**What to produce**
What is the number of lines in the entries that include the word "ValidationError"? Respond with the number only.

--- Supplied records Enclosed Below ---

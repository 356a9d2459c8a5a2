pub mod threshold;

use crate::data::Bar;
use crate::error::ValidationError;
use serde::{Deserialize, Serialize};
use std::fmt;

pub use threshold::SignalGenerator;

//trading decision for a single bar
#[derive(Debug, Clone, Copy, PartialEq, Eq, Hash, Serialize, Deserialize)]
#[serde(rename_all = "lowercase")]
pub enum Action {
    Hold,
    Buy,
    Sell,
}

impl fmt::Display for Action {
    fn fmt(&self, f: &mut fmt::Formatter<'_>) -> fmt::Result {
        let name = match self {
            Action::Hold => "hold",
            Action::Buy => "buy",
            Action::Sell => "sell",
        };
        f.write_str(name)
    }
}

//strategy interface: one action per bar, aligned by index
pub trait Strategy {
    fn actions(&self, bars: &[Bar]) -> Result<Vec<Action>, ValidationError>;

    //returns the strategy name
    fn name(&self) -> &str;
}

--- End of Enclosed Supplied records ---

**Output**
2